* [Required action] Nothing in the data may be altered as it is transcribed.

* [Collected material]
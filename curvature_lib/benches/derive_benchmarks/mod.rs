pub mod construction;
pub mod sampling;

* [Solution to this exercise]
filename curvature_lib/benches/derive_benchmarks/mod.rs
pub mod construction;
pub mod sampling;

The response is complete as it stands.